Marks resigned abruptly in march following a policy dispute. He accused U.s. Health and Human Services Secretary Robert F. Kennedy Jr. of seeking confirmation of misinformation on vaccine safety. vinay Prasad, Md, has since succeeded Marks as Cber director.
elevidys Market Performance
Elevidys generated $375 million in net product revenue during the first quarter, reflecting an increase of 180% year over year. In the previous year, net product revenue totaled $820.8 million. Roche holds the rights to Elevidys outside the United States and reported $4 million in royalty revenue during Q1 and $16.8 million in 2024 on sales of the gene therapy.
Key Events Summary
| Date | Event | Impact |
|---|---|---|
| March 2024 | First Patient Death | Sarepta announces an update to Elevidys prescribing information. |
| June 2024 | Second Patient Death | Sarepta halts Elevidys shipments for non-ambulatory patients, initiating enhanced immunosuppression evaluation. |
| Ongoing | Envision Trial | Phase Iii trial paused to incorporate new immunosuppressive regimen amendment. |
Understanding Duchenne Muscular Dystrophy (dmd)
Duchenne Muscular Dystrophy (Dmd) is a genetic disorder characterized by progressive muscle degeneration and weakness due to alterations or absence of the protein dystrophin. It primarily affects males, with symptoms usually appearing in early childhood.

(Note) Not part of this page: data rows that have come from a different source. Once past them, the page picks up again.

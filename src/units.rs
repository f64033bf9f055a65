//! Unit conversion and timestamp helpers for the input collaborator

use crate::error::{FusionError, FusionResult};
use crate::types::Vec3;

/// Standard gravity [m/s²]
pub const STANDARD_GRAVITY: f64 = 9.80665;

pub fn g_to_ms2(value_g: f64) -> f64 {
    value_g * STANDARD_GRAVITY
}

pub fn deg_to_rad(value_deg: f64) -> f64 {
    value_deg.to_radians()
}

pub fn kmh_to_ms(value_kmh: f64) -> f64 {
    value_kmh / 3.6
}

/// Convert raw accelerations from g and angular velocities from deg/s.
pub fn convert_inertial_units(accel_g: &[Vec3], gyro_deg: &[Vec3]) -> (Vec<Vec3>, Vec<Vec3>) {
    let accel = accel_g.iter().map(|a| a.map(g_to_ms2)).collect();
    let gyro = gyro_deg.iter().map(|w| w.map(deg_to_rad)).collect();
    (accel, gyro)
}

/// Shift timestamps so the first sample is at 0.
pub fn normalize_timestamps(times: &[f64]) -> Vec<f64> {
    match times.first() {
        Some(&origin) => times.iter().map(|t| t - origin).collect(),
        None => Vec::new(),
    }
}

/// Timestamps must be finite and non-decreasing.
pub fn validate_timestamps(times: &[f64]) -> FusionResult<()> {
    for (index, t) in times.iter().enumerate() {
        if !t.is_finite() {
            return Err(FusionError::NonFinite {
                what: "timestamps",
                index,
            });
        }
        if index > 0 && *t < times[index - 1] {
            return Err(FusionError::NonMonotonicTimestamps {
                index,
                previous: times[index - 1],
                current: *t,
            });
        }
    }
    Ok(())
}

/// Every component of every sample must be finite.
pub fn validate_finite(what: &'static str, samples: &[Vec3]) -> FusionResult<()> {
    match samples.iter().position(|v| !v.iter().all(|c| c.is_finite())) {
        Some(index) => Err(FusionError::NonFinite { what, index }),
        None => Ok(()),
    }
}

While there is no cure for Dmd, treatments such as gene therapies like Elevidys aim to slow disease progression and improve quality of life. Ongoing research and clinical trials offer hope for further advancements in managing this condition. Support groups and advocacy organizations play a crucial role in providing resources and community for individuals and families affected by Dmd.
Frequently Asked Questions About Elevidys and Dmd
- Why did Sarepta halt Elevidys shipments?
Sarepta halted Elevidys shipments to non-ambulatory patients after a second death linked to acute liver failure, prompting a safety review.
- What is Elevidys used to treat?
Elevidys is a gene therapy used to treat Duchenne Muscular Dystrophy (Dmd) in patients with a confirmed mutation in the Dmd gene.
- Are there any changes for ambulatory patients receiving Elevidys?
No treatment changes are being implemented for ambulatory patients. The current practice of administering corticosteroids before and after Elevidys infusion remains the same.
- What is the role of the Fda in the Elevidys situation?
The Fda granted accelerated and expanded approval for Elevidys and must approve the protocol amendment for the Envision trial before screening and dosing can resume.
- what is Duchenne Muscular Dystrophy (Dmd)?
Dmd is a genetic disorder causing progressive muscle degeneration and weakness, primarily affecting males.
What are your thoughts on sarepta’s decision? How do you think this situation will impact the future of gene therapy treatments for Dmd?
Disclaimer: This article provides information about a developing situation and should not be considered medical advice.Consult with healthcare professionals for personalized guidance.